Over the years I have written for pleasure and public consumption, yet hankered after experiencing an immediate reaction to my work. I have long considered that it is one thing to receive no letters of appreciation from a remote audience, and quite another to be there in the room with an audience failing to show its approval.

Until recently I would never have been brave enough to put myself in the position of Daniel by entering the lions' den that is stand-up comedy. Daniel had faith that he would survive his ordeal - I did not. To me, extreme humiliation was the most likely outcome.

Shall I give it a go, I asked my wife. Every cell in her body seemed to say no

Until last month's Limmud Unplugged that is - an opportunity for undiscovered talent and the deluded to perform before a small and kind-hearted audience of people who also want to perform before a small and kind-hearted audience. There is an unspoken deal - be nice to each other. Musicians, singers, raconteurs and poets are given a chance to make that important transition from private amusement to public exposure, and while I had thought that climbing onto the stage would be far tougher than climbing Mount Ventoux, I realised that my shtick was possibly at least as good as some of the others. I had the beginnings of a stand-up routine languishing in some remote corner of my laptop's hard drive and thought I might test-drive it.

"Shall I give it a go?" I asked my wife. Every cell in her body seemed to say no, but when I read her my script, ambivalence morphed into encouragement. She LOL'd, as they say nowadays, and after 20 years of marriage I know better than anyone that it is not easy to make my wife laugh out loud.

Nonetheless, throughout the day leading up to the open-mic session I found myself questioning my judgement. I had not had time to learn the script. Well-meaning friends advised me that success depended on creating a relationship with the audience, and I would not be able to do this if I had a couple of A4 sheets of paper hiding my face. I could not argue with them - in my professional life I teach people how to build rapport with others. Still, this was not what I wanted to hear, so I ignored the warnings.
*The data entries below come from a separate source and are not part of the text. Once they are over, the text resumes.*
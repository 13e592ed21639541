//! Single-byte text encodings
//!
//! Tables for the base encodings simple fonts use, plus the subset of glyph
//! names that show up in `/Differences` arrays in practice.

/// Base encoding of a simple font
#[derive(Debug, Clone, Copy, PartialEq, Eq)]
pub enum BaseEncoding {
    Standard,
    WinAnsi,
    MacRoman,
}

impl BaseEncoding {
    pub fn from_name(name: &[u8]) -> Option<Self> {
        match name {
            b"WinAnsiEncoding" => Some(Self::WinAnsi),
            b"MacRomanEncoding" => Some(Self::MacRoman),
            b"StandardEncoding" => Some(Self::Standard),
            _ => None,
        }
    }

    pub fn decode(self, code: u8) -> Option<char> {
        match self {
            Self::WinAnsi => winansi_to_char(code),
            Self::MacRoman => macroman_to_char(code),
            Self::Standard => standard_to_char(code),
        }
    }
}

/// WinAnsi codes 0x80..=0x9F. `None` marks undefined codes.
const WINANSI_HIGH: [Option<char>; 32] = [
    Some('\u{20AC}'), None, Some('\u{201A}'), Some('\u{0192}'),
    Some('\u{201E}'), Some('\u{2026}'), Some('\u{2020}'), Some('\u{2021}'),
    Some('\u{02C6}'), Some('\u{2030}'), Some('\u{0160}'), Some('\u{2039}'),
    Some('\u{0152}'), None, Some('\u{017D}'), None,
    None, Some('\u{2018}'), Some('\u{2019}'), Some('\u{201C}'),
    Some('\u{201D}'), Some('\u{2022}'), Some('\u{2013}'), Some('\u{2014}'),
    Some('\u{02DC}'), Some('\u{2122}'), Some('\u{0161}'), Some('\u{203A}'),
    Some('\u{0153}'), None, Some('\u{017E}'), Some('\u{0178}'),
];

/// MacRoman codes 0x80..=0xFF.
const MACROMAN_HIGH: [char; 128] = [
    'Ä', 'Å', 'Ç', 'É', 'Ñ', 'Ö', 'Ü', 'á', 'à', 'â', 'ä', 'ã', 'å', 'ç', 'é', 'è',
    'ê', 'ë', 'í', 'ì', 'î', 'ï', 'ñ', 'ó', 'ò', 'ô', 'ö', 'õ', 'ú', 'ù', 'û', 'ü',
    '†', '°', '¢', '£', '§', '•', '¶', 'ß', '®', '©', '™', '´', '¨', '≠', 'Æ', 'Ø',
    '∞', '±', '≤', '≥', '¥', 'µ', '∂', '∑', '∏', 'π', '∫', 'ª', 'º', 'Ω', 'æ', 'ø',
    '¿', '¡', '¬', '√', 'ƒ', '≈', '∆', '«', '»', '…', '\u{00A0}', 'À', 'Ã', 'Õ', 'Œ', 'œ',
    '–', '—', '“', '”', '‘', '’', '÷', '◊', 'ÿ', 'Ÿ', '⁄', '€', '‹', '›', 'ﬁ', 'ﬂ',
    '‡', '·', '‚', '„', '‰', 'Â', 'Ê', 'Á', 'Ë', 'È', 'Í', 'Î', 'Ï', 'Ì', 'Ó', 'Ô',
    '\u{F8FF}', 'Ò', 'Ú', 'Û', 'Ù', 'ı', 'ˆ', '˜', '¯', '˘', '˙', '˚', '¸', '˝', '˛', 'ˇ',
];

pub fn winansi_to_char(code: u8) -> Option<char> {
    match code {
        0x20..=0x7E => Some(code as char),
        0x80..=0x9F => WINANSI_HIGH[(code - 0x80) as usize],
        0xA0..=0xFF => Some(code as char),
        _ => None,
    }
}

/// Encode one character into WinAnsi.
pub fn char_to_winansi(c: char) -> Option<u8> {
    let cp = c as u32;
    match cp {
        0x20..=0x7E | 0xA0..=0xFF => Some(cp as u8),
        _ => WINANSI_HIGH
            .iter()
            .position(|entry| *entry == Some(c))
            .map(|i| 0x80 + i as u8),
    }
}

pub fn macroman_to_char(code: u8) -> Option<char> {
    match code {
        0x20..=0x7E => Some(code as char),
        0x80..=0xFF => Some(MACROMAN_HIGH[(code - 0x80) as usize]),
        _ => None,
    }
}

pub fn standard_to_char(code: u8) -> Option<char> {
    let c = match code {
        0x27 => '’',
        0x60 => '‘',
        0x20..=0x7E => code as char,
        0xA1 => '¡',
        0xA2 => '¢',
        0xA3 => '£',
        0xA4 => '⁄',
        0xA5 => '¥',
        0xA6 => 'ƒ',
        0xA7 => '§',
        0xA8 => '¤',
        0xA9 => '\'',
        0xAA => '“',
        0xAB => '«',
        0xAC => '‹',
        0xAD => '›',
        0xAE => 'ﬁ',
        0xAF => 'ﬂ',
        0xB1 => '–',
        0xB2 => '†',
        0xB3 => '‡',
        0xB4 => '·',
        0xB6 => '¶',
        0xB7 => '•',
        0xB8 => '‚',
        0xB9 => '„',
        0xBA => '”',
        0xBB => '»',
        0xBC => '…',
        0xBD => '‰',
        0xBF => '¿',
        0xC1 => '`',
        0xC2 => '´',
        0xC3 => 'ˆ',
        0xC4 => '˜',
        0xC5 => '¯',
        0xC6 => '˘',
        0xC7 => '˙',
        0xC8 => '¨',
        0xCA => '˚',
        0xCB => '¸',
        0xCD => '˝',
        0xCE => '˛',
        0xCF => 'ˇ',
        0xD0 => '—',
        0xE1 => 'Æ',
        0xE3 => 'ª',
        0xE8 => 'Ł',
        0xE9 => 'Ø',
        0xEA => 'Œ',
        0xEB => 'º',
        0xF1 => 'æ',
        0xF5 => 'ı',
        0xF8 => 'ł',
        0xF9 => 'ø',
        0xFA => 'œ',
        0xFB => 'ß',
        _ => return None,
    };
    Some(c)
}

const NAMED_GLYPHS: &[(&str, &str)] = &[
    ("space", " "),
    ("exclam", "!"),
    ("quotedbl", "\""),
    ("numbersign", "#"),
    ("dollar", "$"),
    ("percent", "%"),
    ("ampersand", "&"),
    ("quotesingle", "'"),
    ("quoteright", "’"),
    ("quoteleft", "‘"),
    ("parenleft", "("),
    ("parenright", ")"),
    ("asterisk", "*"),
    ("plus", "+"),
    ("comma", ","),
    ("hyphen", "-"),
    ("minus", "−"),
    ("period", "."),
    ("slash", "/"),
    ("zero", "0"),
    ("one", "1"),
    ("two", "2"),
    ("three", "3"),
    ("four", "4"),
    ("five", "5"),
    ("six", "6"),
    ("seven", "7"),
    ("eight", "8"),
    ("nine", "9"),
    ("colon", ":"),
    ("semicolon", ";"),
    ("less", "<"),
    ("equal", "="),
    ("greater", ">"),
    ("question", "?"),
    ("at", "@"),
    ("bracketleft", "["),
    ("backslash", "\\"),
    ("bracketright", "]"),
    ("asciicircum", "^"),
    ("underscore", "_"),
    ("grave", "`"),
    ("braceleft", "{"),
    ("bar", "|"),
    ("braceright", "}"),
    ("asciitilde", "~"),
    ("bullet", "•"),
    ("endash", "–"),
    ("emdash", "—"),
    ("quotedblleft", "“"),
    ("quotedblright", "”"),
    ("quotesinglbase", "‚"),
    ("quotedblbase", "„"),
    ("ellipsis", "…"),
    ("dagger", "†"),
    ("daggerdbl", "‡"),
    ("perthousand", "‰"),
    ("trademark", "™"),
    ("copyright", "©"),
    ("registered", "®"),
    ("degree", "°"),
    ("section", "§"),
    ("paragraph", "¶"),
    ("Euro", "€"),
    ("sterling", "£"),
    ("yen", "¥"),
    ("cent", "¢"),
    ("florin", "ƒ"),
    ("multiply", "×"),
    ("divide", "÷"),
    ("plusminus", "±"),
    ("fi", "fi"),
    ("fl", "fl"),
    ("ff", "ff"),
    ("ffi", "ffi"),
    ("ffl", "ffl"),
    ("germandbls", "ß"),
    ("dotlessi", "ı"),
    ("nbspace", "\u{00A0}"),
    ("guillemotleft", "«"),
    ("guillemotright", "»"),
    ("guilsinglleft", "‹"),
    ("guilsinglright", "›"),
    ("AE", "Æ"),
    ("ae", "æ"),
    ("OE", "Œ"),
    ("oe", "œ"),
    ("Oslash", "Ø"),
    ("oslash", "ø"),
];

/// Diacritic suffixes of Latin glyph names (`eacute`, `Udieresis`, ...).
const ACCENTS: &[(&str, char)] = &[
    ("acute", '\u{0301}'),
    ("grave", '\u{0300}'),
    ("circumflex", '\u{0302}'),
    ("dieresis", '\u{0308}'),
    ("tilde", '\u{0303}'),
    ("ring", '\u{030A}'),
    ("cedilla", '\u{0327}'),
    ("caron", '\u{030C}'),
];

/// Precomposed Latin-1 letters keyed by base letter and combining mark.
fn compose(base: char, mark: char) -> Option<char> {
    const TABLE: &[(char, char, char)] = &[
        ('a', '\u{0301}', 'á'), ('a', '\u{0300}', 'à'), ('a', '\u{0302}', 'â'),
        ('a', '\u{0308}', 'ä'), ('a', '\u{0303}', 'ã'), ('a', '\u{030A}', 'å'),
        ('e', '\u{0301}', 'é'), ('e', '\u{0300}', 'è'), ('e', '\u{0302}', 'ê'),
        ('e', '\u{0308}', 'ë'), ('i', '\u{0301}', 'í'), ('i', '\u{0300}', 'ì'),
        ('i', '\u{0302}', 'î'), ('i', '\u{0308}', 'ï'), ('o', '\u{0301}', 'ó'),
        ('o', '\u{0300}', 'ò'), ('o', '\u{0302}', 'ô'), ('o', '\u{0308}', 'ö'),
        ('o', '\u{0303}', 'õ'), ('u', '\u{0301}', 'ú'), ('u', '\u{0300}', 'ù'),
        ('u', '\u{0302}', 'û'), ('u', '\u{0308}', 'ü'), ('y', '\u{0301}', 'ý'),
        ('y', '\u{0308}', 'ÿ'), ('n', '\u{0303}', 'ñ'), ('c', '\u{0327}', 'ç'),
        ('s', '\u{030C}', 'š'), ('z', '\u{030C}', 'ž'),
        ('A', '\u{0301}', 'Á'), ('A', '\u{0300}', 'À'), ('A', '\u{0302}', 'Â'),
        ('A', '\u{0308}', 'Ä'), ('A', '\u{0303}', 'Ã'), ('A', '\u{030A}', 'Å'),
        ('E', '\u{0301}', 'É'), ('E', '\u{0300}', 'È'), ('E', '\u{0302}', 'Ê'),
        ('E', '\u{0308}', 'Ë'), ('I', '\u{0301}', 'Í'), ('I', '\u{0300}', 'Ì'),
        ('I', '\u{0302}', 'Î'), ('I', '\u{0308}', 'Ï'), ('O', '\u{0301}', 'Ó'),
        ('O', '\u{0300}', 'Ò'), ('O', '\u{0302}', 'Ô'), ('O', '\u{0308}', 'Ö'),
        ('O', '\u{0303}', 'Õ'), ('U', '\u{0301}', 'Ú'), ('U', '\u{0300}', 'Ù'),
        ('U', '\u{0302}', 'Û'), ('U', '\u{0308}', 'Ü'), ('Y', '\u{0301}', 'Ý'),
        ('Y', '\u{0308}', 'Ÿ'), ('N', '\u{0303}', 'Ñ'), ('C', '\u{0327}', 'Ç'),
        ('S', '\u{030C}', 'Š'), ('Z', '\u{030C}', 'Ž'),
    ];
    TABLE
        .iter()
        .find(|(b, m, _)| *b == base && *m == mark)
        .map(|(_, _, c)| *c)
}

/// Map a glyph name to text. Unknown names yield `None`.
pub fn glyph_name_to_string(name: &str) -> Option<String> {
    if name.chars().count() == 1 && name.chars().all(|c| c.is_ascii_alphabetic()) {
        return Some(name.to_string());
    }
    if let Some((_, text)) = NAMED_GLYPHS.iter().find(|(n, _)| *n == name) {
        return Some((*text).to_string());
    }
    // uniXXXX and uXXXX[XX] forms
    let hex = name
        .strip_prefix("uni")
        .filter(|h| h.len() == 4)
        .or_else(|| name.strip_prefix('u').filter(|h| (4..=6).contains(&h.len())));
    if let Some(hex) = hex {
        if let Some(c) = u32::from_str_radix(hex, 16).ok().and_then(char::from_u32) {
            return Some(c.to_string());
        }
    }
    for (suffix, mark) in ACCENTS {
        if let Some(base) = name.strip_suffix(suffix) {
            let mut chars = base.chars();
            if let (Some(b), None) = (chars.next(), chars.next()) {
                if let Some(c) = compose(b, *mark) {
                    return Some(c.to_string());
                }
            }
        }
    }
    None
}

#[cfg(test)]
mod tests {
    use super::*;

    #[test]
    fn test_winansi_round_trip() {
        for c in ['A', 'z', ' ', 'é', '€', '—', '“'] {
            let code = char_to_winansi(c).unwrap();
            assert_eq!(winansi_to_char(code), Some(c));
        }
        assert_eq!(char_to_winansi('漢'), None);
        assert_eq!(winansi_to_char(0x81), None);
    }

    #[test]
    fn test_macroman_and_standard() {
        assert_eq!(macroman_to_char(0x8E), Some('é'));
        assert_eq!(macroman_to_char(0xD2), Some('“'));
        assert_eq!(standard_to_char(0x27), Some('’'));
        assert_eq!(standard_to_char(0xAE), Some('ﬁ'));
        assert_eq!(BaseEncoding::from_name(b"MacRomanEncoding"), Some(BaseEncoding::MacRoman));
    }

    #[test]
    fn test_glyph_names() {
        assert_eq!(glyph_name_to_string("A").as_deref(), Some("A"));
        assert_eq!(glyph_name_to_string("space").as_deref(), Some(" "));
        assert_eq!(glyph_name_to_string("uni20AC").as_deref(), Some("€"));
        assert_eq!(glyph_name_to_string("u1F600").as_deref(), Some("😀"));
        assert_eq!(glyph_name_to_string("eacute").as_deref(), Some("é"));
        assert_eq!(glyph_name_to_string("Udieresis").as_deref(), Some("Ü"));
        assert_eq!(glyph_name_to_string("fi").as_deref(), Some("fi"));
        assert_eq!(glyph_name_to_string("g123"), None);
    }
}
And then there was Robby Hoffman. Robby is a comedian who was over from Canada to perform. She told me that not knowing my act by heart was not important, I should just to get up there and do it. Still, as an insurance policy I invited a few friends along to provide enough polite laughter to drown out the silence.

Quick as a flash the time to perform arrived - and just as quickly it was over, probably because I only had five minutes of material, which I rattled through in half that time. I returned, relieved, to my wife and friends and appreciated their expressions of admiration. It's good to have friends.

My daughter, in contrast, was deeply embarrassed, but how is a 17-year-old girl ever going to relate to the existential crisis of a middle-aged Jewish man whom she knows primarily as the person who makes annoyingly bad puns over dinner?

But I wasn't discouraged. I was high on "Limmud lurve" and, besides, the voices in my head had drowned out any audience reaction. I therefore cannot describe what it's like to die on stage, nor can I describe what it is like to experience an audience laughing at my jokes.

What next? Well, before I lose my nerve, it seems I must submit myself for some open-mic slots in places where people actually pay to be entertained.

I guess I had better start learning my act. Now I am scared.